St Columba's Church, Nottingham was an English Presbyterian church in Nottingham, England, built in 1898 and
located at the Mansfield Road/Villa Road intersection. It was founded in 1896 as a daughter church of St Andrew's Presbyterian Church, also in Nottingham. The new buildings by Brewill and Baily were started in 1896 and complete by 1900.

The church merged with St Andrew's United Reformed Church in 1946 and the buildings were sold. By 1950 the church was occupied by the Emanuel Full Gospel Church, but in 1956 it was sold again for use by the Church of Christ Scientist. Since 2009 the buildings have been used by the Sri Raja Sahib Nabh Kanwal Trust.

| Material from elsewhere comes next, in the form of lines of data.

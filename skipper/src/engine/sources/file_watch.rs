//! A file-watching `DataClient` (spec.md §1: "eskip file watcher" as a
//! minimal reference client). The eskip grammar itself is out of scope —
//! this client is generic over a `parse` function that turns file contents
//! into routes, so it works for eskip text, JSON, or any other on-disk
//! format a caller supplies.

use std::collections::HashMap;
use std::path::PathBuf;
use std::sync::atomic::{AtomicBool, Ordering};
use std::sync::{Arc, Mutex};

use async_trait::async_trait;
use notify::{RecommendedWatcher, RecursiveMode, Watcher};

use crate::route::{RouteId, RouteSpec};

use super::super::data_client::{DataClient, DataClientError};

pub type ParseFn = Arc<dyn Fn(&str) -> Result<Vec<RouteSpec>, String> + Send + Sync>;

pub struct FileWatchDataClient {
    name: String,
    path: PathBuf,
    parse: ParseFn,
    last: Mutex<HashMap<RouteId, RouteSpec>>,
    dirty: Arc<AtomicBool>,
    // Held only to keep the OS watch alive for the client's lifetime.
    _watcher: Option<RecommendedWatcher>,
}

impl FileWatchDataClient {
    pub fn new(name: impl Into<String>, path: PathBuf, parse: ParseFn) -> Self {
        let dirty = Arc::new(AtomicBool::new(true));
        let watcher = spawn_watcher(&path, dirty.clone());
        Self {
            name: name.into(),
            path,
            parse,
            last: Mutex::new(HashMap::new()),
            dirty,
            _watcher: watcher,
        }
    }

    fn read_and_parse(&self) -> Result<Vec<RouteSpec>, DataClientError> {
        let text = std::fs::read_to_string(&self.path).map_err(|err| DataClientError::Transient {
            source: self.name.clone(),
            reason: format!("reading {:?}: {err}", self.path),
        })?;
        (self.parse)(&text).map_err(|reason| DataClientError::Transient {
            source: self.name.clone(),
            reason,
        })
    }
}

fn spawn_watcher(path: &PathBuf, dirty: Arc<AtomicBool>) -> Option<RecommendedWatcher> {
    let mut watcher = notify::recommended_watcher(move |res: notify::Result<notify::Event>| {
        if res.is_ok() {
            dirty.store(true, Ordering::Relaxed);
        }
    })
    .ok()?;
    watcher.watch(path, RecursiveMode::NonRecursive).ok()?;
    Some(watcher)
}

#[async_trait]
impl DataClient for FileWatchDataClient {
    fn name(&self) -> &str {
        &self.name
    }

    async fn load_all(&self) -> Result<Vec<RouteSpec>, DataClientError> {
        let routes = self.read_and_parse()?;
        let mut last = self.last.lock().expect("file watch mutex poisoned");
        *last = routes.iter().map(|r| (r.id.clone(), r.clone())).collect();
        self.dirty.store(false, Ordering::Relaxed);
        Ok(routes)
    }

    async fn load_update(&self) -> Result<(Vec<RouteSpec>, Vec<String>), DataClientError> {
        if !self.dirty.swap(false, Ordering::Relaxed) {
            return Ok((Vec::new(), Vec::new()));
        }

        let routes = self.read_and_parse()?;
        let mut last = self.last.lock().expect("file watch mutex poisoned");

        let fresh: HashMap<RouteId, RouteSpec> =
            routes.iter().map(|r| (r.id.clone(), r.clone())).collect();
        let deletes: Vec<String> = last
            .keys()
            .filter(|id| !fresh.contains_key(*id))
            .map(|id| id.to_string())
            .collect();

        *last = fresh;
        Ok((routes, deletes))
    }

    async fn close(&self) {}
}

#[cfg(test)]
mod tests {
    use super::*;
    use crate::route::BackendSpec;

    fn noop_parse() -> ParseFn {
        Arc::new(|_text: &str| {
            Ok(vec![RouteSpec {
                id: "r".into(),
                predicates: vec![],
                filters: vec![],
                backend: BackendSpec::Shunt,
            }])
        })
    }

    #[tokio::test]
    async fn load_all_reads_and_parses_the_file() {
        let dir = std::env::temp_dir().join(format!("skipper-test-{}", std::process::id()));
        std::fs::create_dir_all(&dir).unwrap();
        let path = dir.join("routes.eskip");
        std::fs::write(&path, "anything").unwrap();

        let client = FileWatchDataClient::new("file", path.clone(), noop_parse());
        let routes = client.load_all().await.unwrap();
        assert_eq!(routes.len(), 1);

        std::fs::remove_dir_all(&dir).ok();
    }
}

==Presbyterian ministers==
- John Forbes 1897–1930
- Gilbert Porteous 1930–1939 (afterwards minister at Weoley Hill Presbyterian Church)
- James S. Robson 1939–1940
- C. C. E. Mercer
- Allan Porter

==Organ==
The church had a pipe organ installed around 1907 by William Andrews of Bradford. A specification for the organ can be found on the British Institute of Organ Studies.

In 1952 the organ was sold and incorporated into the rebuilt organ of St Peter's Church, Nottingham.